BEGIN LISTED RECORDS
impl WorkerConfig {
    pub fn with_worker_id(worker_id: impl Into<String>) -> Self {
        Self {
            worker_id: worker_id.into(),
            ..Default::default()
        }
    }

    /// Reject settings under which the timers can't run or heartbeats
    /// can't keep a claim alive.
    pub fn validate(&self) -> Result<()> {
        if self.concurrency == 0 {
            bail!("worker concurrency must be at least 1");
        }
        if self.max_attempts < 1 {
            bail!("max attempts must be at least 1");
        }
        if self.heartbeat_interval.is_zero() {
            bail!("heartbeat interval must be greater than zero");
        }
        if self.stale_check_interval.is_zero() {
            bail!("stale check interval must be greater than zero");
        }
        if self.heartbeat_interval >= self.stale_timeout {
            bail!(
                "heartbeat interval ({:?}) must be shorter than the stale timeout ({:?})",
                self.heartbeat_interval,
                self.stale_timeout
            );
        }
        Ok(())
    }
}

/// Point-in-time view of a worker pool.
#[derive(Debug, Clone, Default, PartialEq, Eq)]
pub struct WorkerState {
    pub running: bool,
    pub in_flight: Vec<RecordingTaskId>,
    pub completed: u64,
    pub failed: u64,
}

/// What `stop` managed to wait for.
#[derive(Debug, Clone, Copy, Default, PartialEq, Eq)]
pub struct DrainReport {
    /// In-flight tasks that finished during the drain
    pub drained: usize,
    /// Tasks still executing when the drain timeout expired
    pub abandoned: usize,
}

#[derive(Debug, Clone, Copy)]
struct InFlightTask {
    build_task_id: BuildTaskId,
    started_at: Instant,
}

struct Shared<S> {
    store: Arc<S>,
    executor: Arc<dyn BaseTaskExecutor>,
    stale_recovery: StaleRecovery<S>,
    config: WorkerConfig,
    in_flight: RwLock<HashMap<RecordingTaskId, InFlightTask>>,
    completed: AtomicU64,
    failed: AtomicU64,
}

struct Lifecycle {
    stop_claiming: CancellationToken,
    stop_heartbeat: CancellationToken,
    claim_loop: JoinHandle<()>,
    stale_sweep: JoinHandle<()>,
    heartbeat: JoinHandle<()>,
}

pub struct RecordingTaskQueueWorker<S> {
    shared: Arc<Shared<S>>,
    lifecycle: Mutex<Option<Lifecycle>>,
}
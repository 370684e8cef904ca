//! Blue/green publishing of source versions.

use std::sync::Arc;

use thiserror::Error;
use tracing::{info, warn};

use crate::common::{SourceId, SourceVersionId};
use crate::domains::versions::models::SourceVersion;
use crate::kernel::store::{RecordingTaskStore, VersionStore};

#[derive(Debug, Error)]
pub enum PublishError {
    #[error("source version {0} not found")]
    VersionNotFound(SourceVersionId),

    #[error("source {0} not found")]
    SourceNotFound(SourceId),

    #[error("source version {version_id} belongs to source {actual}, not {expected}")]
    SourceMismatch {
        version_id: SourceVersionId,
        expected: SourceId,
        actual: SourceId,
    },

    #[error("source version {0} is archived and cannot be published")]
    Archived(SourceVersionId),

    #[error("source version {version_id} still has {outstanding} pending or running recording tasks")]
    TasksOutstanding {
        version_id: SourceVersionId,
        outstanding: i64,
    },

    #[error("database error: {0}")]
    Database(#[from] sqlx::Error),

    #[error(transparent)]
    Store(#[from] anyhow::Error),
}

/// Makes a finished version the one readers see.
pub struct VersionPublisher<S> {
    store: Arc<S>,
}

impl<S> Clone for VersionPublisher<S> {
    fn clone(&self) -> Self {
        Self {
            store: self.store.clone(),
        }
    }
}

impl<S> VersionPublisher<S>
where
    S: VersionStore + RecordingTaskStore + 'static,
{
    pub fn new(store: Arc<S>) -> Self {
        Self { store }
    }

    /// Activate `version_id` for `source_id`, archiving the previous active
    /// version in the same transaction.
    ///
    /// Refuses while any recording task of the version is still pending or
    /// running. Republishing the already-active version is a no-op swap.
    pub async fn publish_version(
        &self,
        version_id: SourceVersionId,
        source_id: SourceId,
    ) -> Result<SourceVersion, PublishError> {
        let outstanding = self.store.outstanding_tasks_for_version(version_id).await?;
        if outstanding > 0 {
            warn!(
                version_id = %version_id,
                outstanding,
                "refusing to publish version with unfinished recording tasks"
            );
            return Err(PublishError::TasksOutstanding {
                version_id,
                outstanding,
            });
        }

        let version = self.store.swap_active_version(version_id, source_id).await?;
        info!(
            source_id = %source_id,
            version_id = %version.id,
            version_number = version.version_number,
            "version is now active"
        );
        Ok(version)
    }
}
//! Build task controller.
//!
//! Polls the store for one claimable build task at a time and runs the
//! handler for its stage:
//!
//! ```text
//! BuildTaskController
//!     │
//!     ├─► claim_build_task        init → knowledge_build/running, or resume a
//!     │                           pending knowledge_build / action_build task
//!     ├─► StageRunner::run        knowledge stage or action stage
//!     └─► on failure              retry (pending, _retryCount + 1) or error
//! ```
//!
//! Several controllers may poll the same store; the claim has one winner.

use std::str::FromStr;
use std::sync::{Arc, PoisonError};
use std::time::Duration;

use anyhow::{Result, bail};
use tokio::sync::Mutex;
use tokio::task::JoinHandle;
use tokio_util::sync::CancellationToken;
use tracing::{debug, error, info, warn};
use typed_builder::TypedBuilder;

use super::stages::{StageError, StageRunner};
use crate::domains::build_tasks::models::{BuildTask, BuildTaskConfig, RetryDecision};
use crate::domains::versions::VersionPublisher;
use crate::kernel::store::TaskStore;
use crate::kernel::traits::BaseKnowledgeBuilder;

/// Recorded on a task interrupted by `stop` without an explicit reason.
pub const DEFAULT_STOP_REASON: &str = "controller stopped while the stage was running";

/// What to do when some recording tasks of a batch failed permanently.
#[derive(Debug, Clone, Copy, PartialEq, Eq, Default)]
pub enum PublishPolicy {
    /// Any failed recording task fails the build; nothing is published.
    #[default]
    RequireAllCompleted,
    /// Publish whatever completed and note the failures on the build task.
    AllowPartial,
}

impl PublishPolicy {
    /// Apply a task's `publishOnPartialFailure` override.
    pub fn for_task(self, config: &BuildTaskConfig) -> PublishPolicy {
        match config.publish_on_partial_failure {
            Some(true) => PublishPolicy::AllowPartial,
            Some(false) => PublishPolicy::RequireAllCompleted,
            None => self,
        }
    }
}

impl std::fmt::Display for PublishPolicy {
    fn fmt(&self, f: &mut std::fmt::Formatter<'_>) -> std::fmt::Result {
        match self {
            PublishPolicy::RequireAllCompleted => write!(f, "require_all_completed"),
            PublishPolicy::AllowPartial => write!(f, "allow_partial"),
        }
    }
}

impl FromStr for PublishPolicy {
    type Err = anyhow::Error;

    fn from_str(s: &str) -> Result<Self> {
        match s {
            "require_all_completed" => Ok(PublishPolicy::RequireAllCompleted),
            "allow_partial" => Ok(PublishPolicy::AllowPartial),
            _ => Err(anyhow::anyhow!("Invalid publish policy: {}", s)),
        }
    }
}

/// Configuration for the build task controller.
#[derive(Debug, Clone, TypedBuilder)]
#[builder(field_defaults(setter(into)))]
pub struct ControllerConfig {
    /// Wait between claims when nothing was claimable; also the action
    /// stage's count polling interval
    #[builder(default = Duration::from_secs(5))]
    pub poll_interval: Duration,
    /// How long the action stage waits for its recording tasks
    #[builder(default = Duration::from_secs(60 * 60))]
    pub task_timeout: Duration,
    /// Stage failures tolerated before a task moves to `error`
    #[builder(default = 3)]
    pub max_retries: u32,
    #[builder(default)]
    pub publish_policy: PublishPolicy,
    /// Written to `source_versions.created_by`
    #[builder(default = "build-controller".to_string())]
    pub created_by: String,
}

impl Default for ControllerConfig {
    fn default() -> Self {
        Self::builder().build()
    }
}

struct Inner<S> {
    store: Arc<S>,
    stages: StageRunner<S>,
    stop_reason: std::sync::Mutex<Option<String>>,
}

struct PollLoop {
    stop: CancellationToken,
    handle: JoinHandle<()>,
}

pub struct BuildTaskController<S> {
    inner: Arc<Inner<S>>,
    poll_loop: Mutex<Option<PollLoop>>,
}

impl<S: TaskStore + 'static> BuildTaskController<S> {
    pub fn new(
        store: Arc<S>,
        builder: Arc<dyn BaseKnowledgeBuilder>,
        config: ControllerConfig,
    ) -> Self {
        let publisher = VersionPublisher::new(store.clone());
        Self {
            inner: Arc::new(Inner {
                store: store.clone(),
                stages: StageRunner {
                    store,
                    builder,
                    publisher,
                    config,
                },
                stop_reason: std::sync::Mutex::new(None),
            }),
            poll_loop: Mutex::new(None),
        }
    }

    pub fn config(&self) -> &ControllerConfig {
        &self.inner.stages.config
    }

    /// Claim at most one task and run its stage handler.
    ///
    /// Returns whether a task was claimed. Handler failures are recorded on
    /// the task (retry or error); only store failures are returned.
    pub async fn check_once(&self) -> Result<bool> {
        self.inner.check_once(&CancellationToken::new()).await
    }

    /// Poll every `poll_interval` until `stop`; re-checks immediately after
    /// doing work.
    pub async fn start(&self) -> Result<()> {
        let mut poll_loop = self.poll_loop.lock().await;
        if poll_loop.is_some() {
            bail!("build task controller is already running");
        }

        *self
            .inner
            .stop_reason
            .lock()
            .unwrap_or_else(PoisonError::into_inner) = None;

        let stop = CancellationToken::new();
        let inner = self.inner.clone();
        let loop_stop = stop.clone();
        let handle = tokio::spawn(async move { inner.run(loop_stop).await });

        info!(
            poll_interval_ms = self.config().poll_interval.as_millis() as u64,
            max_retries = self.config().max_retries,
            publish_policy = %self.config().publish_policy,
            "build task controller started"
        );
        *poll_loop = Some(PollLoop { stop, handle });
        Ok(())
    }

    /// Stop polling. A stage running at this moment is abandoned and its task
    /// moves to `error` with `reason`. Returns once the loop has exited.
    pub async fn stop(&self, reason: &str) {
        let Some(poll_loop) = self.poll_loop.lock().await.take() else {
            return;
        };

        *self
            .inner
            .stop_reason
            .lock()
            .unwrap_or_else(PoisonError::into_inner) = Some(reason.to_string());
        poll_loop.stop.cancel();

        if let Err(e) = poll_loop.handle.await {
            error!(error = %e, "build task controller loop ended abnormally");
        }
        info!(reason, "build task controller stopped");
    }

    pub async fn is_running(&self) -> bool {
        self.poll_loop.lock().await.is_some()
    }
}

impl<S: TaskStore + 'static> Inner<S> {
    async fn run(&self, stop: CancellationToken) {
        loop {
            if stop.is_cancelled() {
                break;
            }

            match self.check_once(&stop).await {
                Ok(true) => continue,
                Ok(false) => {}
                Err(e) => error!(error = %e, "build task check failed"),
            }

            tokio::select! {
                _ = stop.cancelled() => break,
                _ = tokio::time::sleep(self.stages.config.poll_interval) => {}
            }
        }
        debug!("build task poll loop exited");
    }

    async fn check_once(&self, stop: &CancellationToken) -> Result<bool> {
        let Some(task) = self.store.claim_build_task().await? else {
            return Ok(false);
        };

        info!(
            build_task_id = %task.id,
            stage = %task.stage,
            source_url = %task.source_url,
            retry_count = task.retry_count(),
            "claimed build task"
        );

        let result = tokio::select! {
            biased;
            _ = stop.cancelled() => None,
            result = self.stages.run(&task) => Some(result),
        };

        match result {
            Some(Ok(())) => {}
            Some(Err(err)) => self.handle_failure(&task, err).await?,
            None => self.handle_interrupted(&task).await?,
        }
        Ok(true)
    }

    async fn handle_failure(&self, task: &BuildTask, err: StageError) -> Result<()> {
        let message = err.to_string();

        if !err.is_retryable() {
            error!(build_task_id = %task.id, stage = %task.stage, error = %message, "build task failed");
            self.store.fail_build_task(task.id, &message).await?;
            return Ok(());
        }

        match task.config.record_failure(self.stages.config.max_retries) {
            RetryDecision::Retry(config) => {
                warn!(
                    build_task_id = %task.id,
                    stage = %task.stage,
                    attempt = config.retry_count,
                    max_retries = self.stages.config.max_retries,
                    error = %message,
                    "stage failed; will retry"
                );
                self.store
                    .reset_build_task_for_retry(task.id, &config, &message)
                    .await?;
            }
            RetryDecision::GiveUp { attempts } => {
                error!(
                    build_task_id = %task.id,
                    stage = %task.stage,
                    attempts,
                    error = %message,
                    "stage failed; retries exhausted"
                );
                let message = format!("{} (gave up after {} attempts)", message, attempts);
                self.store.fail_build_task(task.id, &message).await?;
            }
        }
        Ok(())
    }

    async fn handle_interrupted(&self, task: &BuildTask) -> Result<()> {
        let reason = self
            .stop_reason
            .lock()
            .unwrap_or_else(PoisonError::into_inner)
            .clone()
            .unwrap_or_else(|| DEFAULT_STOP_REASON.to_string());

        if self.store.fail_build_task(task.id, &reason).await? {
            warn!(build_task_id = %task.id, stage = %task.stage, reason = %reason, "build task interrupted");
        } else {
            // The stage finished its last write before the stop landed.
            debug!(build_task_id = %task.id, "interrupted build task had already moved on");
        }
        Ok(())
    }
}

#[cfg(test)]
mod tests {
    use super::*;

    #[test]
    fn test_config_defaults() {
        let config = ControllerConfig::default();
        assert_eq!(config.poll_interval, Duration::from_secs(5));
        assert_eq!(config.max_retries, 3);
        assert_eq!(config.publish_policy, PublishPolicy::RequireAllCompleted);
    }

    #[test]
    fn test_config_builder_overrides() {
        let config = ControllerConfig::builder()
            .poll_interval(Duration::from_millis(20))
            .publish_policy(PublishPolicy::AllowPartial)
            .created_by("ops")
            .build();
        assert_eq!(config.poll_interval, Duration::from_millis(20));
        assert_eq!(config.publish_policy, PublishPolicy::AllowPartial);
        assert_eq!(config.created_by, "ops");
    }

    #[test]
    fn task_override_wins_over_process_policy() {
        let mut config = BuildTaskConfig::default();
        assert_eq!(
            PublishPolicy::AllowPartial.for_task(&config),
            PublishPolicy::AllowPartial
        );

        config.publish_on_partial_failure = Some(false);
        assert_eq!(
            PublishPolicy::AllowPartial.for_task(&config),
            PublishPolicy::RequireAllCompleted
        );

        config.publish_on_partial_failure = Some(true);
        assert_eq!(
            PublishPolicy::RequireAllCompleted.for_task(&config),
            PublishPolicy::AllowPartial
        );
    }

    #[test]
    fn publish_policy_parses_its_display_form() {
        for policy in [PublishPolicy::RequireAllCompleted, PublishPolicy::AllowPartial] {
            assert_eq!(policy.to_string().parse::<PublishPolicy>().unwrap(), policy);
        }
        assert!("sometimes".parse::<PublishPolicy>().is_err());
    }
}
//! Options shared by every preset.

/// Threshold for the cosmetic cleanup of cut fields.
pub const DEFAULT_CLEANUP_THRESHOLD: u8 = 230;
/// White rows added above and below every cut field.
pub const DEFAULT_BORDER: u32 = 10;
/// Largest border accepted from the command line.
pub const MAX_BORDER: u32 = 1000;
/// Shift applied to every detected band cut, in rows.
pub const DEFAULT_VERTICAL_OFFSET: i32 = -5;

/// How a cut field is cleaned before it is trimmed.
#[derive(Debug, Clone, Copy, Default, PartialEq, Eq)]
pub enum FieldCleanup {
    /// Threshold the field into pure black and white.
    #[default]
    Binarize,
    /// Only lift light pixels to white, keeping anti-aliased ink.
    WhitenBackground,
}

/// Options controlling band detection and field post-processing.
///
/// Unlike [`LayoutPreset`](crate::LayoutPreset) values these are not tied to
/// a document family.
#[derive(Debug, Clone, PartialEq, Eq)]
pub struct CutOptions {
    /// Cleanup threshold applied to cut fields (default: 230).
    pub threshold: u8,
    /// Border rows added above and below each field (default: 10).
    pub border: u32,
    /// Row shift applied to detected cuts (default: -5).
    pub vertical_offset: i32,
    /// Cleanup variant (default: [`FieldCleanup::Binarize`]).
    pub cleanup: FieldCleanup,
}

impl Default for CutOptions {
    fn default() -> Self {
        Self {
            threshold: DEFAULT_CLEANUP_THRESHOLD,
            border: DEFAULT_BORDER,
            vertical_offset: DEFAULT_VERTICAL_OFFSET,
            cleanup: FieldCleanup::default(),
        }
    }
}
END LISTED RECORDS
● BRIEF:
Your task is to show every line of the listing above containing "Mutex".

● WRITTEN ANSWER:
    lifecycle: Mutex<Option<Lifecycle>>,
use tokio::sync::Mutex;
    stop_reason: std::sync::Mutex<Option<String>>,
    poll_loop: Mutex<Option<PollLoop>>,
                stop_reason: std::sync::Mutex::new(None),
            poll_loop: Mutex::new(None),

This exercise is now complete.